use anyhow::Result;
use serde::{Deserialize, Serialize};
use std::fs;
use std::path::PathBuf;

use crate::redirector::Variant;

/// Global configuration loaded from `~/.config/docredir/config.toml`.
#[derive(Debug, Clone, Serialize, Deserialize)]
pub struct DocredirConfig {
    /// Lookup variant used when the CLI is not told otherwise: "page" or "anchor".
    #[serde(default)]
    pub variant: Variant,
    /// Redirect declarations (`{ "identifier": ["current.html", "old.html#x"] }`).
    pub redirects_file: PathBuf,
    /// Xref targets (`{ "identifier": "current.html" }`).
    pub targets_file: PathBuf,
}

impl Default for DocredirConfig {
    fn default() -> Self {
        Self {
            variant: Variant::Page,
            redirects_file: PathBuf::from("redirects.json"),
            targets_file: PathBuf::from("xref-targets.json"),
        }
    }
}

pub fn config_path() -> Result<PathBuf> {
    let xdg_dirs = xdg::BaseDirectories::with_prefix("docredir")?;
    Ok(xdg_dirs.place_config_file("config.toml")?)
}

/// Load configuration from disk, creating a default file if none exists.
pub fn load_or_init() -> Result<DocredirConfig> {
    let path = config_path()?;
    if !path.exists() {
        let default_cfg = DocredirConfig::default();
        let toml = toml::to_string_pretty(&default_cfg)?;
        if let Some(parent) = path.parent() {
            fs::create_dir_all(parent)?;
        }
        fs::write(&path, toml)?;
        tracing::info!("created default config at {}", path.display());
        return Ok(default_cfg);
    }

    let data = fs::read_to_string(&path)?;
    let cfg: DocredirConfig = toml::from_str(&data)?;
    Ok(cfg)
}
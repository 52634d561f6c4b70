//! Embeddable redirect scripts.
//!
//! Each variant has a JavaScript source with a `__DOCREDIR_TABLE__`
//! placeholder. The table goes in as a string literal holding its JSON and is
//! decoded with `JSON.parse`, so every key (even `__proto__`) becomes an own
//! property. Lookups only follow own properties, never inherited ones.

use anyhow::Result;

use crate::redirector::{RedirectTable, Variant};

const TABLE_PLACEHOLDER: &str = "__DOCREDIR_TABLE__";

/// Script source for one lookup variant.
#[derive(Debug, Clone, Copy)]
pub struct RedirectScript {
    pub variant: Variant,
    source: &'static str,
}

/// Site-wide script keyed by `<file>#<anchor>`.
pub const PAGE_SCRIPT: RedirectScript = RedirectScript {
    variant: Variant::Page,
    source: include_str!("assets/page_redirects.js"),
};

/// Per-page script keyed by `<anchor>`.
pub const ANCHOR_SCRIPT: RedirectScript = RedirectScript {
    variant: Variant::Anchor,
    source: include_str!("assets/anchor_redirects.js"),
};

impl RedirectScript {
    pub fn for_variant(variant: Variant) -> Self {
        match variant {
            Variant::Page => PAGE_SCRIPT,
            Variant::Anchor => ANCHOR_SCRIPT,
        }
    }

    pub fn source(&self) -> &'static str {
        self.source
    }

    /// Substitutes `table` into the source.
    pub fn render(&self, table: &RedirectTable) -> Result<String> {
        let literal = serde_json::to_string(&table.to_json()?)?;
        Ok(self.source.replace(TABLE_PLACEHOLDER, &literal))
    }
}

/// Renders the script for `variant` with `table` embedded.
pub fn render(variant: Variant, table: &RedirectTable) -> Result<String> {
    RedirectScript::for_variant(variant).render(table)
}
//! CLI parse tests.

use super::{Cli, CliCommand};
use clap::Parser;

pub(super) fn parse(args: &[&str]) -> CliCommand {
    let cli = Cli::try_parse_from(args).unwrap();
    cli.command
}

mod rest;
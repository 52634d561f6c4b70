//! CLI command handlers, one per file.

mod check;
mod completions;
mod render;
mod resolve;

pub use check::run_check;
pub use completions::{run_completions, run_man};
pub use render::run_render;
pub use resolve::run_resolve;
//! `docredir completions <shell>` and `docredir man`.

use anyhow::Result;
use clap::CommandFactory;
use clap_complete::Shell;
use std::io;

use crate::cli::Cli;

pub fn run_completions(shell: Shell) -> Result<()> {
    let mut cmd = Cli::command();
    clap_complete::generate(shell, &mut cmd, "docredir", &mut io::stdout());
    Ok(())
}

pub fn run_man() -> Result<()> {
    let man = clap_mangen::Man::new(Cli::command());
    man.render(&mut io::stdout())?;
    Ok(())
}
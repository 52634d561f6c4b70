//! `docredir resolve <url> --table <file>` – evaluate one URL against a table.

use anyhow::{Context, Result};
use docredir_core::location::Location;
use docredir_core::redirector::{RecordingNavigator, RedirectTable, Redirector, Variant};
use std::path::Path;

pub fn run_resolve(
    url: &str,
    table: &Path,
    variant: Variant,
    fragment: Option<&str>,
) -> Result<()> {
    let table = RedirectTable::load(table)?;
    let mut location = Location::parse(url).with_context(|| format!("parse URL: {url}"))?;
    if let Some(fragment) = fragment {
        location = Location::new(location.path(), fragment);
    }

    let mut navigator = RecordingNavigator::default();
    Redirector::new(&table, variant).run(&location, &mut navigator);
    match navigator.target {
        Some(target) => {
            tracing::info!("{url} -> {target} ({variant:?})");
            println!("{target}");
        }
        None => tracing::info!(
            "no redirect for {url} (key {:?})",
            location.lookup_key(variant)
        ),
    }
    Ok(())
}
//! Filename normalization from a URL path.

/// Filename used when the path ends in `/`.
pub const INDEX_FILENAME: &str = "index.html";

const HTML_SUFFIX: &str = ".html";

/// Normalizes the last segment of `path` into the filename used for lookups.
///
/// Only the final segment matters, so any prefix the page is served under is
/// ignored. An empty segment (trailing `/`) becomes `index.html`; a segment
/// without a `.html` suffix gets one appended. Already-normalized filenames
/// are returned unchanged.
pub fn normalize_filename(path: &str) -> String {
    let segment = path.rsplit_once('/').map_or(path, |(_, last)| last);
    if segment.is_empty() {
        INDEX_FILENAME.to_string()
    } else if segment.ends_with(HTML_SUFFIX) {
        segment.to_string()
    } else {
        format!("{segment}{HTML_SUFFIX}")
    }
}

◆ ◆ ◆ ◆ ◆

● **WHAT TO PRODUCE**: Whenever the string "source" shows up on a line of the listing, copy that line.

● **EXERCISE ANSWER**:
//! Each variant has a JavaScript source with a `__DOCREDIR_TABLE__`
/// Script source for one lookup variant.
    source: &'static str,
    source: include_str!("assets/page_redirects.js"),
    source: include_str!("assets/anchor_redirects.js"),
    pub fn source(&self) -> &'static str {
        self.source
    /// Substitutes `table` into the source.
        Ok(self.source.replace(TABLE_PLACEHOLDER, &literal))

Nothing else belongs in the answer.